[RECORDS FOR THE TASK Boundary: Start]

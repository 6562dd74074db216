//! ApiKeyCache trait definition.

use async_trait::async_trait;

use crate::cache::CacheError;

/// Trait for credentials cache operations.
///
/// Entries are never removed; a resolved key stays cached for the lifetime of
/// the cache.
#[async_trait]
pub trait ApiKeyCache: Send + Sync {
    /// Get the API key cached for `email`.
    async fn get(&self, email: &str) -> Result<Option<String>, CacheError>;

    /// Store the API key resolved for `email`, replacing any previous value.
    async fn insert(&self, email: &str, api_key: &str) -> Result<(), CacheError>;

    /// Number of cached emails.
    async fn len(&self) -> Result<usize, CacheError>;
}
//! Logger Module
//!
//! A console logging setup based on `tracing-subscriber` with support for:
//! - Level filtering through `EnvFilter` directives
//! - Full, Compact and JSON output formats
//! - Color control (colors only when stderr is a terminal)
//!
//! Events are written to stderr; stdout is left to the command output.
//!
//! Library code only emits `tracing` events; installing a subscriber is left
//! to the binary or to the embedding application.

pub mod config;
pub mod error;

// Re-export main types
pub use config::*;
pub use error::LoggerError;

use std::io::IsTerminal;
use tracing_subscriber::{EnvFilter, fmt, layer::SubscriberExt, util::SubscriberInitExt};

/// Initialize the global logger with the given configuration
///
/// # Errors
/// Returns an error if the configuration is invalid or a global subscriber
/// was already installed.
pub fn init_logger(config: LoggerConfig) -> anyhow::Result<()> {
    config.validate()?;

    // Create filter from level string
    let filter = EnvFilter::try_new(&config.level).unwrap_or_else(|_| EnvFilter::new("info"));

    let use_ansi = ansi_enabled(config.colored);

    match config.format {
        LogFormat::Full => tracing_subscriber::registry()
            .with(filter)
            .with(
                fmt::layer()
                    .with_writer(std::io::stderr)
                    .with_ansi(use_ansi)
                    .with_target(true)
                    .with_level(true),
            )
            .try_init()?,
        LogFormat::Compact => tracing_subscriber::registry()
            .with(filter)
            .with(
                fmt::layer()
                    .with_writer(std::io::stderr)
                    .with_ansi(use_ansi)
                    .with_target(true)
                    .compact(),
            )
            .try_init()?,
        LogFormat::Json => tracing_subscriber::registry()
            .with(filter)
            .with(
                fmt::layer()
                    .with_writer(std::io::stderr)
                    .with_ansi(false)
                    .json(),
            )
            .try_init()?,
    }

    Ok(())
}

/// Colors are used only when requested and stderr is a terminal
fn ansi_enabled(colored: bool) -> bool {
    colored && std::io::stderr().is_terminal()
}

#[cfg(test)]
mod tests {
    use super::*;

    #[test]
    fn test_init_logger_rejects_invalid_level() {
        let config = LoggerConfig {
            level: "loud".to_string(),
            ..LoggerConfig::default()
        };
        assert!(init_logger(config).is_err());
    }

    #[test]
    fn test_ansi_follows_stderr_terminal() {
        assert!(!ansi_enabled(false));
        assert_eq!(ansi_enabled(true), std::io::stderr().is_terminal());
    }
}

[RECORDS FOR THE TASK Boundary: End]

TASK GOAL: Within the entries above, how many lines contain the word "global"? State the number only.

ANSWER FOR THIS EXERCISE: 2